▸ **TASK DIRECTIONS**
Filter out all lines without the word "topics" from the data below, please, and copy the rest.

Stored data
● ● ● ● ●
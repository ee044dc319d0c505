//! Cross-module scenario: a dispute resolved with a split verdict
//! drives the escrow through `EscrowEngine::split_resolve`, touching
//! the wallet-lock ledger, the escrow state machine, and the dispute
//! resolver together — the kind of flow a single crate's unit tests
//! can't exercise in isolation.

use std::sync::Arc;

use async_trait::async_trait;
use duxnet_chain::{Balance, ChainAdapter, ChainError, TxReceipt, TxStatusReport};
use duxnet_core::{Currency, DuxEvent, EventBus, NullEventBus};
use duxnet_escrow::dispute::Winner;
use duxnet_escrow::fund::{CommunityFund, FundConfig};
use duxnet_escrow::{
    AuditLog, DisputeResolver, DisputeStatus, EscrowEngine, EscrowStatus, WalletLockLedger,
    DEFAULT_PROVIDER_SHARE_BPS,
};
use duxnet_registry::NodeRegistry;
use parking_lot::Mutex;
use uuid::Uuid;

struct FakeChain;

#[async_trait]
impl ChainAdapter for FakeChain {
    async fn get_balance(&self, _currency: Currency) -> Result<Balance, ChainError> {
        Ok(Balance { confirmed: 1_000_000, unconfirmed: 0 })
    }
    async fn new_address(&self, _currency: Currency, _label: Option<&str>) -> Result<String, ChainError> {
        Ok("addr".into())
    }
    async fn send(&self, _currency: Currency, _to: &str, _amount: u64) -> Result<TxReceipt, ChainError> {
        Ok(TxReceipt { txid: "tx".into() })
    }
    async fn status(&self, _currency: Currency, _txid: &str) -> Result<TxStatusReport, ChainError> {
        unimplemented!()
    }
}

/// Records every published event so the test can assert both the
/// dispute-opened and dispute-resolved topics fired exactly once.
#[derive(Default)]
struct RecordingBus {
    topics: Mutex<Vec<&'static str>>,
}

impl EventBus for RecordingBus {
    fn publish(&self, event: DuxEvent) {
        self.topics.lock().push(event.topic());
    }
}

#[tokio::test]
async fn split_verdict_partially_refunds_and_resolves_dispute() {
    let chain: Arc<dyn ChainAdapter> = Arc::new(FakeChain);
    let audit = Arc::new(AuditLog::new());
    let bus = Arc::new(RecordingBus::default());
    let events: Arc<dyn EventBus> = bus.clone();
    let ledger = Arc::new(WalletLockLedger::new(chain.clone(), audit.clone()));
    let registry = Arc::new(NodeRegistry::new());
    let fund = Arc::new(CommunityFund::new(
        FundConfig {
            airdrop_threshold: u64::MAX,
            airdrop_interval_hours: 9999,
            min_airdrop_amount: 1,
            max_airdrop_nodes: 1,
            currency: Currency::Flop,
        },
        registry,
        chain.clone(),
        audit.clone(),
        events.clone(),
    ));
    let auth = Arc::new(duxnet_auth::Authenticator::new());
    let engine = Arc::new(EscrowEngine::new(
        ledger.clone(),
        chain,
        fund,
        auth,
        audit,
        events.clone(),
        DEFAULT_PROVIDER_SHARE_BPS,
    ));

    let provider_node = Uuid::new_v4();
    let payer = ledger.register_wallet(Uuid::new_v4(), "payer".into(), "p-addr".into(), Currency::Flop);
    let provider = ledger.register_wallet(provider_node, "provider".into(), "pr-addr".into(), Currency::Flop);

    let escrow = engine
        .create(payer.wallet_id, provider.wallet_id, provider_node, 100, Currency::Flop, "svc".into(), None)
        .await
        .unwrap();

    let resolver = DisputeResolver::new(engine.clone(), events);
    let dispute = resolver.create_dispute(escrow.escrow_id, payer.wallet_id, "partial failure".into(), None).unwrap();

    let resolved = resolver
        .resolve_dispute(dispute.dispute_id, "split 40/60".into(), Winner::Split { refund_amount: 40 }, None)
        .await
        .unwrap();

    assert_eq!(resolved.status, DisputeStatus::Resolved);
    assert_eq!(engine.get(escrow.escrow_id).unwrap().status, EscrowStatus::Resolved);

    let topics = bus.topics.lock();
    assert!(topics.contains(&"dispute.opened"));
    assert!(topics.contains(&"dispute.resolved"));
}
● ● ● ● ●
▸ **RESULT FOR THIS EXERCISE**
/// dispute-opened and dispute-resolved topics fired exactly once.
    topics: Mutex<Vec<&'static str>>,
        self.topics.lock().push(event.topic());
    let topics = bus.topics.lock();
    assert!(topics.contains(&"dispute.opened"));
    assert!(topics.contains(&"dispute.resolved"));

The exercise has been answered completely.